Future studies should also aim to estimate fitness of hybrid offspring under natural conditions as well as possible environment-specific effects, which have so far seldom been considered. Environmental conditions may influence not only the genetic architecture of traits but also their fitness consequences. As the magnitude of genetic effects change across filial generations, environmental effects may influence filial generations differently. For example, even if F1hybrids consistently show positive heterosis, negative heterosis may be environment-dependent in recombinant filial generations, due to loss of locally adapted beneficial epistatic interactions. Consequently, selection against hybrid individuals, introgression rates and effective gene flow will differ across demes and pairs of demes in a metapopulation, likely influencing isolation-by-ecology patterns of population differentiation and the evolution of habitat-matching dispersal. Non-random gene flow, in turn, can have significant cascading consequences to the eco-evolutionary dynamics of natural populations (Edelaar & Bolnick 2012).

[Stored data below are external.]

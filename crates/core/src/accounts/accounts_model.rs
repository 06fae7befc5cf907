//! Account domain models.

use std::fmt;
use std::str::FromStr;

use chrono::NaiveDateTime;
use serde::{Deserialize, Serialize};

use crate::{errors::ValidationError, Error, Result};

/// Kind of account a transaction is booked against.
///
/// Credit-style accounts (`CREDIT_CARD`, `CREDIT_LINE`) carry a liability:
/// an expense paid from them is absorbed by the balance owed rather than
/// leaving the portfolio as cash.
#[derive(Debug, Clone, Copy, PartialEq, Eq, Hash, Serialize, Deserialize, Default)]
#[serde(rename_all = "SCREAMING_SNAKE_CASE")]
pub enum AccountType {
    #[default]
    Cash,
    Bank,
    Brokerage,
    Exchange,
    Wallet,
    CreditCard,
    CreditLine,
}

impl AccountType {
    pub fn as_str(&self) -> &'static str {
        match self {
            AccountType::Cash => "CASH",
            AccountType::Bank => "BANK",
            AccountType::Brokerage => "BROKERAGE",
            AccountType::Exchange => "EXCHANGE",
            AccountType::Wallet => "WALLET",
            AccountType::CreditCard => "CREDIT_CARD",
            AccountType::CreditLine => "CREDIT_LINE",
        }
    }

    /// Returns true for accounts that carry a credit balance.
    pub fn is_credit(&self) -> bool {
        matches!(self, AccountType::CreditCard | AccountType::CreditLine)
    }
}

impl fmt::Display for AccountType {
    fn fmt(&self, f: &mut fmt::Formatter<'_>) -> fmt::Result {
        f.write_str(self.as_str())
    }
}

impl FromStr for AccountType {
    type Err = Error;

    fn from_str(s: &str) -> Result<Self> {
        match s {
            "CASH" => Ok(AccountType::Cash),
            "BANK" => Ok(AccountType::Bank),
            "BROKERAGE" => Ok(AccountType::Brokerage),
            "EXCHANGE" => Ok(AccountType::Exchange),
            "WALLET" => Ok(AccountType::Wallet),
            "CREDIT_CARD" => Ok(AccountType::CreditCard),
            "CREDIT_LINE" => Ok(AccountType::CreditLine),
            other => Err(Error::Validation(ValidationError::InvalidInput(format!(
                "Unknown account type '{}'",
                other
            )))),
        }
    }
}

/// Domain model representing an account in the system.
#[derive(Debug, Clone, Serialize, Deserialize, Default, PartialEq)]
#[serde(rename_all = "camelCase")]
pub struct Account {
    pub id: String,
    pub name: String,
    pub account_type: AccountType,
    pub currency: String,
    pub is_active: bool,
    pub created_at: NaiveDateTime,
    pub updated_at: NaiveDateTime,
}

/// Input model for creating a new account.
#[derive(Debug, Clone, Serialize, Deserialize)]
#[serde(rename_all = "camelCase")]
pub struct NewAccount {
    #[serde(skip_serializing_if = "Option::is_none")]
    pub id: Option<String>,
    pub name: String,
    pub account_type: AccountType,
    pub currency: String,
    pub is_active: bool,
}

impl NewAccount {
    /// Validates the new account data.
    pub fn validate(&self) -> Result<()> {
        if self.name.trim().is_empty() {
            return Err(Error::Validation(ValidationError::InvalidInput(
                "Account name cannot be empty".to_string(),
            )));
        }
        if self.currency.trim().is_empty() {
            return Err(Error::Validation(ValidationError::InvalidInput(
                "Currency cannot be empty".to_string(),
            )));
        }
        Ok(())
    }
}

/// Input model for updating an existing account.
#[derive(Debug, Clone, Serialize, Deserialize)]
#[serde(rename_all = "camelCase")]
pub struct AccountUpdate {
    pub id: Option<String>,
    pub name: String,
    pub account_type: AccountType,
    pub is_active: bool,
}

impl AccountUpdate {
    /// Validates the account update data.
    pub fn validate(&self) -> Result<()> {
        if self.id.is_none() {
            return Err(Error::Validation(ValidationError::InvalidInput(
                "Account ID is required for updates".to_string(),
            )));
        }
        if self.name.trim().is_empty() {
            return Err(Error::Validation(ValidationError::InvalidInput(
                "Account name cannot be empty".to_string(),
            )));
        }
        Ok(())
    }
}
#[cfg(test)]
mod tests {
    use crate::assets::{Asset, AssetKind, AssetRepositoryTrait, NewAsset};
    use crate::errors::{ErrorKind, Result};
    use crate::positions::{Horizon, Position, PositionKey, PositionRepositoryTrait};
    use crate::prices::{CachedPrice, PriceCacheStore, PriceMapping, PriceMappingRepositoryTrait};
    use crate::valuation::{ValuationService, ValuationServiceTrait, CASH_PRICE_SOURCE};
    use crate::vaults::{
        ManualPricing, Vault, VaultKind, VaultRepositoryTrait, VaultShare, VaultStatus,
        VaultTransaction,
    };
    use crate::Error;
    use async_trait::async_trait;
    use chrono::{DateTime, NaiveDate, TimeZone, Utc};
    use rust_decimal::Decimal;
    use rust_decimal_macros::dec;
    use std::sync::{Arc, Mutex};

    fn d(day: u32) -> NaiveDate {
        NaiveDate::from_ymd_opt(2024, 6, day).unwrap()
    }

    fn at() -> DateTime<Utc> {
        Utc.with_ymd_and_hms(2024, 6, 1, 9, 0, 0).unwrap()
    }

    // --- Mock PositionRepository ---
    #[derive(Clone, Default)]
    struct MockPositionRepository {
        positions: Arc<Mutex<Vec<Position>>>,
    }

    #[async_trait]
    impl PositionRepositoryTrait for MockPositionRepository {
        fn get_by_id(&self, position_id: &str) -> Result<Position> {
            self.positions
                .lock()
                .unwrap()
                .iter()
                .find(|p| p.id == position_id)
                .cloned()
                .ok_or_else(|| Error::not_found("Position", position_id))
        }

        fn find_open_by_key(&self, _key: &PositionKey) -> Result<Option<Position>> {
            unimplemented!()
        }

        fn list_by_account(&self, account_id: &str) -> Result<Vec<Position>> {
            Ok(self
                .positions
                .lock()
                .unwrap()
                .iter()
                .filter(|p| p.key.account_id == account_id)
                .cloned()
                .collect())
        }

        async fn save(&self, _position: Position) -> Result<Position> {
            unimplemented!()
        }

        async fn delete(&self, _position_id: &str) -> Result<usize> {
            unimplemented!()
        }
    }

    // --- Mock AssetRepository ---
    #[derive(Clone, Default)]
    struct MockAssetRepository {
        assets: Arc<Mutex<Vec<Asset>>>,
    }

    #[async_trait]
    impl AssetRepositoryTrait for MockAssetRepository {
        async fn create(&self, _new_asset: NewAsset) -> Result<Asset> {
            unimplemented!()
        }

        fn get_by_id(&self, asset_id: &str) -> Result<Asset> {
            self.assets
                .lock()
                .unwrap()
                .iter()
                .find(|a| a.id == asset_id)
                .cloned()
                .ok_or_else(|| Error::not_found("Asset", asset_id))
        }

        fn list(&self) -> Result<Vec<Asset>> {
            Ok(self.assets.lock().unwrap().clone())
        }

        async fn delete(&self, _asset_id: &str) -> Result<()> {
            unimplemented!()
        }
    }

    // --- Mock PriceMappingRepository ---
    #[derive(Clone, Default)]
    struct MockMappingRepository {
        mappings: Arc<Mutex<Vec<PriceMapping>>>,
    }

    #[async_trait]
    impl PriceMappingRepositoryTrait for MockMappingRepository {
        async fn create(&self, _mapping: PriceMapping) -> Result<PriceMapping> {
            unimplemented!()
        }

        fn get_by_id(&self, _mapping_id: &str) -> Result<PriceMapping> {
            unimplemented!()
        }

        fn list_for_asset(&self, asset_id: &str) -> Result<Vec<PriceMapping>> {
            Ok(self
                .mappings
                .lock()
                .unwrap()
                .iter()
                .filter(|m| m.asset_id == asset_id)
                .cloned()
                .collect())
        }
    }

    // --- Mock PriceCacheStore ---
    #[derive(Clone, Default)]
    struct MockPriceCache {
        rows: Arc<Mutex<Vec<CachedPrice>>>,
    }

    impl MockPriceCache {
        fn put(&self, symbol: &str, date: NaiveDate, price: Decimal) {
            self.rows
                .lock()
                .unwrap()
                .push(CachedPrice::new(symbol, "USD", date, price, "YAHOO", at()));
        }
    }

    #[async_trait]
    impl PriceCacheStore for MockPriceCache {
        async fn upsert_prices(&self, _prices: Vec<CachedPrice>) -> Result<usize> {
            unimplemented!()
        }

        fn get_price(
            &self,
            _symbol: &str,
            _currency: &str,
            _date: NaiveDate,
        ) -> Result<Option<CachedPrice>> {
            unimplemented!()
        }

        fn get_range(
            &self,
            _symbol: &str,
            _currency: &str,
            _start: NaiveDate,
            _end: NaiveDate,
        ) -> Result<Vec<CachedPrice>> {
            unimplemented!()
        }

        fn latest_on_or_before(
            &self,
            symbol: &str,
            currency: &str,
            date: NaiveDate,
        ) -> Result<Option<CachedPrice>> {
            Ok(self
                .rows
                .lock()
                .unwrap()
                .iter()
                .filter(|p| p.symbol == symbol && p.currency == currency && p.date <= date)
                .max_by_key(|p| p.date)
                .cloned())
        }
    }

    // --- Mock VaultRepository ---
    #[derive(Clone, Default)]
    struct MockVaultRepository {
        vaults: Arc<Mutex<Vec<Vault>>>,
        shares: Arc<Mutex<Vec<VaultShare>>>,
    }

    #[async_trait]
    impl VaultRepositoryTrait for MockVaultRepository {
        fn get_by_id(&self, vault_id: &str) -> Result<Vault> {
            self.vaults
                .lock()
                .unwrap()
                .iter()
                .find(|v| v.id == vault_id)
                .cloned()
                .ok_or_else(|| Error::not_found("Vault", vault_id))
        }

        fn list(&self) -> Result<Vec<Vault>> {
            Ok(self.vaults.lock().unwrap().clone())
        }

        async fn create(&self, _vault: Vault) -> Result<Vault> {
            unimplemented!()
        }

        async fn save_vault_mutation(
            &self,
            _vault: Vault,
            _share: Option<VaultShare>,
            _entries: Vec<VaultTransaction>,
        ) -> Result<()> {
            unimplemented!()
        }

        fn get_share(&self, vault_id: &str, user_id: &str) -> Result<Option<VaultShare>> {
            Ok(self
                .shares
                .lock()
                .unwrap()
                .iter()
                .find(|s| s.vault_id == vault_id && s.user_id == user_id)
                .cloned())
        }

        fn list_transactions(&self, _vault_id: &str) -> Result<Vec<VaultTransaction>> {
            unimplemented!()
        }
    }

    struct Fixture {
        service: ValuationService,
        positions: MockPositionRepository,
        mappings: MockMappingRepository,
        cache: MockPriceCache,
        vaults: MockVaultRepository,
    }

    fn mapping(id: &str, asset_id: &str, symbol: &str, is_active: bool) -> PriceMapping {
        PriceMapping {
            id: id.to_string(),
            asset_id: asset_id.to_string(),
            provider_symbol: symbol.to_string(),
            currency: "USD".to_string(),
            provider: "YAHOO".to_string(),
            is_active,
            created_at: at(),
        }
    }

    fn fixture() -> Fixture {
        let assets = MockAssetRepository::default();
        assets.assets.lock().unwrap().extend([
            Asset {
                id: "BTC".to_string(),
                symbol: "BTC".to_string(),
                kind: AssetKind::Crypto,
                currency: "USD".to_string(),
                ..Default::default()
            },
            Asset {
                id: "AAPL".to_string(),
                symbol: "AAPL".to_string(),
                kind: AssetKind::Security,
                currency: "USD".to_string(),
                ..Default::default()
            },
            Asset {
                id: "USD".to_string(),
                symbol: "USD".to_string(),
                kind: AssetKind::Cash,
                currency: "USD".to_string(),
                ..Default::default()
            },
        ]);
        let mappings = MockMappingRepository::default();
        mappings
            .mappings
            .lock()
            .unwrap()
            .push(mapping("btc-yahoo", "BTC", "BTC-USD", true));

        let positions = MockPositionRepository::default();
        let cache = MockPriceCache::default();
        let vaults = MockVaultRepository::default();
        let service = ValuationService::new(
            Arc::new(positions.clone()),
            Arc::new(assets),
            Arc::new(mappings.clone()),
            Arc::new(cache.clone()),
            Arc::new(vaults.clone()),
        );
        Fixture {
            service,
            positions,
            mappings,
            cache,
            vaults,
        }
    }

    fn lot(f: &Fixture, asset_id: &str, quantity: Decimal, cost: Decimal) -> Position {
        let mut position = Position::open(PositionKey::new(asset_id, "acc-1", Horizon::Long), at());
        position.add_deposit(quantity, cost, at()).unwrap();
        f.positions.positions.lock().unwrap().push(position.clone());
        position
    }

    #[test]
    fn test_value_position_uses_price_of_the_day() {
        let f = fixture();
        let btc = lot(&f, "BTC", dec!(2), dec!(100000));
        f.cache.put("BTC-USD", d(2), dec!(55000));
        f.cache.put("BTC-USD", d(3), dec!(60000));

        let holding = f.service.value_position(&btc.id, d(3)).unwrap();
        assert_eq!(holding.quantity, dec!(2));
        assert_eq!(holding.price, Some(dec!(60000)));
        assert_eq!(holding.price_date, Some(d(3)));
        assert_eq!(holding.price_source.as_deref(), Some("YAHOO"));
        assert_eq!(holding.market_value, Some(dec!(120000)));
        assert_eq!(holding.cost_basis, dec!(100000));
        assert_eq!(holding.unrealized_pnl, Some(dec!(20000)));
    }

    #[test]
    fn test_value_position_falls_back_to_earlier_price() {
        let f = fixture();
        let btc = lot(&f, "BTC", dec!(1), dec!(50000));
        f.cache.put("BTC-USD", d(7), dec!(61000));
        f.cache.put("BTC-USD", d(10), dec!(64000));

        // 2024-06-09 is a Sunday
        let holding = f.service.value_position(&btc.id, d(9)).unwrap();
        assert_eq!(holding.price, Some(dec!(61000)));
        assert_eq!(holding.price_date, Some(d(7)));
        assert_eq!(holding.unrealized_pnl, Some(dec!(11000)));
    }

    #[test]
    fn test_inactive_mapping_is_skipped() {
        let f = fixture();
        f.mappings.mappings.lock().unwrap().extend([
            mapping("aapl-old", "AAPL", "AAPL.OLD", false),
            mapping("aapl-yahoo", "AAPL", "AAPL", true),
        ]);
        let aapl = lot(&f, "AAPL", dec!(10), dec!(1500));
        f.cache.put("AAPL.OLD", d(3), dec!(1));
        f.cache.put("AAPL", d(3), dec!(190));

        let holding = f.service.value_position(&aapl.id, d(3)).unwrap();
        assert_eq!(holding.price, Some(dec!(190)));
        assert_eq!(holding.market_value, Some(dec!(1900)));
    }

    #[test]
    fn test_unpriced_holding_keeps_cost_basis() {
        let f = fixture();
        let aapl = lot(&f, "AAPL", dec!(10), dec!(1500));

        let holding = f.service.value_position(&aapl.id, d(3)).unwrap();
        assert!(!holding.is_priced());
        assert_eq!(holding.market_value, None);
        assert_eq!(holding.unrealized_pnl, None);
        assert_eq!(holding.cost_basis, dec!(1500));
    }

    #[test]
    fn test_cash_is_valued_at_par() {
        let f = fixture();
        let cash = lot(&f, "USD", dec!(2500), dec!(2500));

        let holding = f.service.value_position(&cash.id, d(3)).unwrap();
        assert_eq!(holding.price, Some(Decimal::ONE));
        assert_eq!(holding.price_source.as_deref(), Some(CASH_PRICE_SOURCE));
        assert_eq!(holding.unrealized_pnl, Some(Decimal::ZERO));
    }

    #[test]
    fn test_value_account_totals_priced_open_lots() {
        let f = fixture();
        lot(&f, "BTC", dec!(1), dec!(50000));
        lot(&f, "USD", dec!(1000), dec!(1000));
        lot(&f, "AAPL", dec!(10), dec!(1500));
        let mut closed = lot(&f, "BTC", dec!(1), dec!(40000));
        closed.key.horizon = Horizon::Short;
        closed.add_withdrawal(dec!(1), dec!(45000), at(), false).unwrap();
        {
            let mut positions = f.positions.positions.lock().unwrap();
            positions.retain(|p| p.id != closed.id);
            positions.push(closed);
        }
        f.cache.put("BTC-USD", d(3), dec!(60000));

        let valuation = f.service.value_account("acc-1", d(3)).unwrap();
        assert_eq!(valuation.holdings.len(), 3);
        assert_eq!(valuation.market_value, dec!(61000));
        assert_eq!(valuation.cost_basis, dec!(51000));
        assert_eq!(valuation.unrealized_pnl, dec!(10000));
        assert_eq!(valuation.unpriced_assets, vec!["AAPL".to_string()]);
    }

    #[test]
    fn test_value_position_not_found() {
        let f = fixture();
        let err = f.service.value_position("missing", d(3)).unwrap_err();
        assert_eq!(err.kind(), ErrorKind::NotFound);
    }

    fn seed_vault(f: &Fixture) -> Vault {
        let mut vault = Vault {
            id: "vault-1".to_string(),
            name: "Income".to_string(),
            currency: "USD".to_string(),
            kind: VaultKind::Tokenized {
                total_shares: Decimal::ZERO,
            },
            aum: Decimal::ZERO,
            current_share_price: dec!(1),
            initial_share_price: dec!(1),
            manual_pricing: ManualPricing::default(),
            status: VaultStatus::Active,
            created_at: at(),
            updated_at: at(),
        };
        let minted = vault.deposit(dec!(1000), at()).unwrap();
        vault.record_yield(dec!(200), at()).unwrap();

        let mut share = VaultShare::new(&vault.id, "alice", at());
        share.mint_shares(minted.shares, minted.amount, at()).unwrap();
        f.vaults.vaults.lock().unwrap().push(vault.clone());
        f.vaults.shares.lock().unwrap().push(share);
        vault
    }

    #[test]
    fn test_value_vault_with_user_stake() {
        let f = fixture();
        let vault = seed_vault(&f);

        let valuation = f.service.value_vault(&vault.id, Some("alice")).unwrap();
        assert_eq!(valuation.supply, dec!(1000));
        assert_eq!(valuation.share_price, dec!(1.2));
        assert_eq!(valuation.aum, dec!(1200));
        assert!(!valuation.is_manual);
        assert_eq!(valuation.user_shares, Some(dec!(1000)));
        assert_eq!(valuation.user_value, Some(dec!(1200)));
        assert_eq!(valuation.user_unrealized_pnl, Some(dec!(200)));
    }

    #[test]
    fn test_value_vault_without_or_unknown_user() {
        let f = fixture();
        let vault = seed_vault(&f);

        let anonymous = f.service.value_vault(&vault.id, None).unwrap();
        assert_eq!(anonymous.user_id, None);
        assert_eq!(anonymous.user_value, None);

        let stranger = f.service.value_vault(&vault.id, Some("bob")).unwrap();
        assert_eq!(stranger.user_shares, Some(Decimal::ZERO));
        assert_eq!(stranger.user_value, Some(Decimal::ZERO));
    }
}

Estimates of sex-specific effects are also fundamental to the understanding of eco-evolutionary dynamics of populations. Some studies reported that the direction of the cross between populations or the sex of the immigrant individual affected the fitness outcome for the hybrid offspring, suggesting that not only the sex of the offspring needs to be considered, but also the sex of the parents with different origins. Since sexes can present different degrees of local adaptation (Svensson et al. 2018), and populations may experience different degrees of intersexual conflict (de Lisle et al. 2018), outcomes of outbreeding that depend on the sex of the immigrant may be ubiquitous, and drive the evolution of sex-biased dispersal. In fact, sex differences in the propensity and distance of dispersal are common in animals (e.g. Trochet et al. 2016) and in plants, where male gamete dispersal can occur at higher rates and for longer distances than seed dispersal (reviewed in Ellstrand 2014). Sex-specific dispersal, in turn, may further influence the dynamics of sexual conflict and sex differences in local adaptation. For instance, it can impact the evolution of uniparental inheritance via maternal or paternal effects (Revardel et al. 2010) or the evolution of parental care (Trochet et al. 2016). Sex-biased introgression due to sex-specific differences in fitness or sex-biased dispersal can further influence the evolution of uniparental gene expression (Raunsgard et al. 2018), and change dynamics of nuclear-cytoplasmatic conflict and the degree of sexual dimorphism which alter intrapopulation levels of sexual conflict (Runemark et al. 2018).